CVE-2023-4575 is a high-severity vulnerability discovered in Mozilla Firefox and Thunderbird that affects their file picker functionality. The vulnerability was disclosed on August 29, 2023, and affects Firefox < 117, Firefox ESR < 102.15, Firefox ESR < 115.2, Thunderbird < 102.15, and Thunderbird < 115.2. The issue involves a use-after-free vulnerability in the FilePickerShownCallback functionality that could potentially lead to exploitable crashes (Mozilla Advisory).
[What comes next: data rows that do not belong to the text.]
//! In-memory [`DbFacade`] for fixtures and tests.
//!
//! Rows are stored under their full Redis key (`PORT|Ethernet0`), so the
//! same selector logic that runs against Redis runs here unchanged.
//!
//! Fixture files use the layout of a `sonic-db-dump`:
//!
//! ```json
//! {
//!   "CONFIG_DB": { "PORT|Ethernet0": { "alias": "etp1" } },
//!   "COUNTERS_DB": { "COUNTERS_PORT_NAME_MAP": { "Ethernet0": "oid:0x1000000000002" } }
//! }
//! ```

use super::{fields_of, query_store, Database, DbFacade, Fields, KeyStore, TableData, TableSelector};
use crate::error::{ShowError, ShowResult};
use async_trait::async_trait;
use parking_lot::RwLock;
use regex::Regex;
use serde_json::Value;
use std::collections::BTreeMap;
use std::path::Path;
use std::sync::atomic::{AtomicBool, Ordering};

type Store = BTreeMap<Database, BTreeMap<String, Fields>>;

#[derive(Debug, Default)]
pub struct MemoryFacade {
    store: RwLock<Store>,
    separators: RwLock<BTreeMap<Database, String>>,
    fail_separator: AtomicBool,
}

impl MemoryFacade {
    pub fn new() -> Self {
        Self::default()
    }

    /// Stores `fields` under the full key `key`, replacing any previous row.
    pub fn insert_row<I, K, V>(&self, db: Database, key: impl Into<String>, fields: I)
    where
        I: IntoIterator<Item = (K, V)>,
        K: Into<String>,
        V: Into<String>,
    {
        let fields = fields
            .into_iter()
            .map(|(k, v)| (k.into(), v.into()))
            .collect();
        self.store
            .write()
            .entry(db)
            .or_default()
            .insert(key.into(), fields);
    }

    /// Builder form of [`MemoryFacade::insert_row`].
    pub fn with_row<I, K, V>(self, db: Database, key: impl Into<String>, fields: I) -> Self
    where
        I: IntoIterator<Item = (K, V)>,
        K: Into<String>,
        V: Into<String>,
    {
        self.insert_row(db, key, fields);
        self
    }

    /// Sets one field of a row, creating the row if needed.
    pub fn set_field(&self, db: Database, key: &str, field: &str, value: impl Into<String>) {
        self.store
            .write()
            .entry(db)
            .or_default()
            .entry(key.to_string())
            .or_default()
            .insert(field.to_string(), value.into());
    }

    /// Removes a row. Returns whether it existed.
    pub fn remove_row(&self, db: Database, key: &str) -> bool {
        self.store
            .write()
            .get_mut(&db)
            .is_some_and(|rows| rows.remove(key).is_some())
    }

    /// Overrides the separator reported for `db`.
    pub fn set_separator(&self, db: Database, separator: impl Into<String>) {
        self.separators.write().insert(db, separator.into());
    }

    /// Makes `key_separator` fail, as when the database config is unreadable.
    pub fn fail_key_separator(&self, fail: bool) {
        self.fail_separator.store(fail, Ordering::Relaxed);
    }

    /// Builds a store from a dump keyed by database name.
    pub fn from_json(dump: &Value) -> ShowResult<Self> {
        let dbs = dump
            .as_object()
            .ok_or_else(|| ShowError::parse("fixture", "top level must be an object"))?;
        let facade = Self::new();

        for (db_name, rows) in dbs {
            let db: Database = db_name.parse()?;
            let rows = rows.as_object().ok_or_else(|| {
                ShowError::parse("fixture", format!("{} must map keys to rows", db_name))
            })?;
            for (key, fields) in rows {
                facade.insert_row(db, key.clone(), fields_of(fields));
            }
        }

        Ok(facade)
    }

    /// Loads a fixture dump from disk.
    pub fn load(path: impl AsRef<Path>) -> ShowResult<Self> {
        let content = std::fs::read_to_string(path)?;
        let dump: Value = serde_json::from_str(&content)?;
        Self::from_json(&dump)
    }
}

/// Translates a Redis glob into an anchored regex.
fn glob_to_regex(pattern: &str) -> ShowResult<Regex> {
    let mut re = String::from("^");
    let mut chars = pattern.chars();
    while let Some(c) = chars.next() {
        match c {
            '*' => re.push_str(".*"),
            '?' => re.push('.'),
            '[' => re.push('['),
            ']' => re.push(']'),
            '\\' => {
                if let Some(next) = chars.next() {
                    re.push_str(&regex::escape(&next.to_string()));
                }
            }
            c => re.push_str(&regex::escape(&c.to_string())),
        }
    }
    re.push('$');
    Regex::new(&re).map_err(|e| ShowError::parse("key pattern", e.to_string()))
}

#[async_trait]
impl KeyStore for MemoryFacade {
    async fn keys(&self, db: Database, pattern: &str) -> ShowResult<Vec<String>> {
        let re = glob_to_regex(pattern)?;
        let store = self.store.read();
        Ok(store
            .get(&db)
            .map(|rows| rows.keys().filter(|k| re.is_match(k)).cloned().collect())
            .unwrap_or_default())
    }

    async fn hgetall(&self, db: Database, key: &str) -> ShowResult<Fields> {
        let store = self.store.read();
        Ok(store
            .get(&db)
            .and_then(|rows| rows.get(key))
            .cloned()
            .unwrap_or_default())
    }

    fn separator(&self, db: Database) -> String {
        db.default_separator().to_string()
    }
}

#[async_trait]
impl DbFacade for MemoryFacade {
    async fn query(&self, selectors: &[TableSelector]) -> ShowResult<TableData> {
        query_store(self, selectors).await
    }

    async fn key_separator(&self, db: Database) -> ShowResult<String> {
        if self.fail_separator.load(Ordering::Relaxed) {
            return Err(ShowError::database(
                "key_separator",
                format!("no separator configured for {}", db),
            ));
        }
        Ok(self
            .separators
            .read()
            .get(&db)
            .cloned()
            .unwrap_or_else(|| self.separator(db)))
    }
}

#[cfg(test)]
mod tests {
    use super::*;
    use crate::db::{hash, rows};
    use pretty_assertions::assert_eq;
    use serde_json::json;

    fn facade() -> MemoryFacade {
        MemoryFacade::new()
            .with_row(Database::ConfigDb, "PORT|Ethernet0", [("alias", "etp1")])
            .with_row(Database::ConfigDb, "PORT|Ethernet4", [("alias", "etp2")])
            .with_row(
                Database::CountersDb,
                "COUNTERS_PORT_NAME_MAP",
                [("Ethernet0", "oid:0x1000000000002")],
            )
            .with_row(
                Database::AsicDb,
                "ASIC_STATE:SAI_OBJECT_TYPE_VLAN:oid:0x26000000000001",
                [("SAI_VLAN_ATTR_VLAN_ID", "100")],
            )
            .with_row(
                Database::AsicDb,
                "ASIC_STATE:SAI_OBJECT_TYPE_BRIDGE_PORT:oid:0x3a000000000002",
                [("SAI_BRIDGE_PORT_ATTR_PORT_ID", "oid:0x1000000000002")],
            )
    }

    #[tokio::test]
    async fn test_table_rows_strip_prefix() {
        let rows = rows(&facade(), TableSelector::table(Database::ConfigDb, "PORT"))
            .await
            .unwrap();
        assert_eq!(
            rows.keys().cloned().collect::<Vec<_>>(),
            vec!["Ethernet0".to_string(), "Ethernet4".to_string()]
        );
        assert_eq!(rows["Ethernet4"]["alias"], "etp2");
    }

    #[tokio::test]
    async fn test_keyless_table_returns_hash() {
        let fields = hash(
            &facade(),
            TableSelector::table(Database::CountersDb, "COUNTERS_PORT_NAME_MAP"),
        )
        .await
        .unwrap();
        assert_eq!(fields["Ethernet0"], "oid:0x1000000000002");
    }

    #[tokio::test]
    async fn test_exact_key_and_pattern() {
        let f = facade();
        let fields = hash(
            &f,
            TableSelector::table(Database::ConfigDb, "PORT").with_key("Ethernet0"),
        )
        .await
        .unwrap();
        assert_eq!(fields["alias"], "etp1");

        let vlans = rows(
            &f,
            TableSelector::table(Database::AsicDb, "ASIC_STATE")
                .with_key("SAI_OBJECT_TYPE_VLAN:*"),
        )
        .await
        .unwrap();
        assert_eq!(vlans.len(), 1);
        assert!(vlans.contains_key("SAI_OBJECT_TYPE_VLAN:oid:0x26000000000001"));
    }

    #[tokio::test]
    async fn test_merged_selectors() {
        let data = facade()
            .query(&[
                TableSelector::table(Database::ConfigDb, "PORT").with_key("Ethernet0"),
                TableSelector::table(Database::CountersDb, "COUNTERS_PORT_NAME_MAP"),
            ])
            .await
            .unwrap();
        assert_eq!(data["alias"], json!("etp1"));
        assert_eq!(data["Ethernet0"], json!("oid:0x1000000000002"));
    }

    #[tokio::test]
    async fn test_missing_data_is_empty() {
        let f = facade();
        assert!(rows(&f, TableSelector::table(Database::StateDb, "PORT_TABLE"))
            .await
            .unwrap()
            .is_empty());

        assert!(f.remove_row(Database::ConfigDb, "PORT|Ethernet0"));
        let fields = hash(
            &f,
            TableSelector::table(Database::ConfigDb, "PORT").with_key("Ethernet0"),
        )
        .await
        .unwrap();
        assert!(fields.is_empty());
    }

    #[tokio::test]
    async fn test_from_json_dump() {
        let dump = json!({
            "APPL_DB": {"PORT_TABLE:Ethernet0": {"oper_status": "up", "speed": "100000"}},
            "STATE_DB": {"PORT_TABLE|Ethernet0": {"flap_count": "3"}},
        });
        let f = MemoryFacade::from_json(&dump).unwrap();
        let fields = hash(
            &f,
            TableSelector::table(Database::ApplDb, "PORT_TABLE").with_key("Ethernet0"),
        )
        .await
        .unwrap();
        assert_eq!(fields["speed"], "100000");

        assert!(MemoryFacade::from_json(&json!({"BOGUS_DB": {}})).is_err());
        assert!(MemoryFacade::from_json(&json!([])).is_err());
    }

    #[tokio::test]
    async fn test_separator_override_and_failure() {
        let f = MemoryFacade::new();
        assert_eq!(f.key_separator(Database::CountersDb).await.unwrap(), ":");
        f.set_separator(Database::CountersDb, "|");
        assert_eq!(f.key_separator(Database::CountersDb).await.unwrap(), "|");
        f.fail_key_separator(true);
        assert!(f.key_separator(Database::CountersDb).await.is_err());
    }

    #[test]
    fn test_glob_translation() {
        let re = glob_to_regex("ASIC_STATE:SAI_OBJECT_TYPE_FDB_ENTRY:*").unwrap();
        assert!(re.is_match("ASIC_STATE:SAI_OBJECT_TYPE_FDB_ENTRY:{\"mac\":\"00:11\"}"));
        assert!(!re.is_match("ASIC_STATE:SAI_OBJECT_TYPE_VLAN:oid:0x1"));

        let re = glob_to_regex("PORT|Ethernet?").unwrap();
        assert!(re.is_match("PORT|Ethernet4"));
        assert!(!re.is_match("PORT|Ethernet40"));
    }
}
The vulnerability occurs when creating a callback over IPC (Inter-Process Communication) for showing the File Picker window. Multiple callbacks could be created simultaneously and all be destroyed as soon as one of the callbacks finished, leading to a use-after-free condition. The vulnerability has been assigned a CVSS v3.1 base score of 6.5 (Medium) with the vector string CVSS:3.1/AV:N/AC:L/PR:N/UI:R/S:U/C:N/I:N/A:H, indicating network vector attack with low complexity but requiring user interaction (NVD).

The vulnerability could lead to a potentially exploitable crash in the browser, which might allow an attacker to execute arbitrary code. The impact is considered high as it could potentially enable a sandbox escape if combined with other vulnerabilities. Multiple callbacks being destroyed simultaneously could compromise the stability and security of the application (Mozilla Advisory).

The vulnerability has been fixed in Firefox 117, Firefox ESR 102.15, Firefox ESR 115.2, Thunderbird 102.15, and Thunderbird 115.2. Users are advised to update to these versions or later to mitigate the vulnerability. The fix involved making IORunnable::mFilePickerParent into a RefPtr to prevent the use-after-free condition (Mozilla Advisory).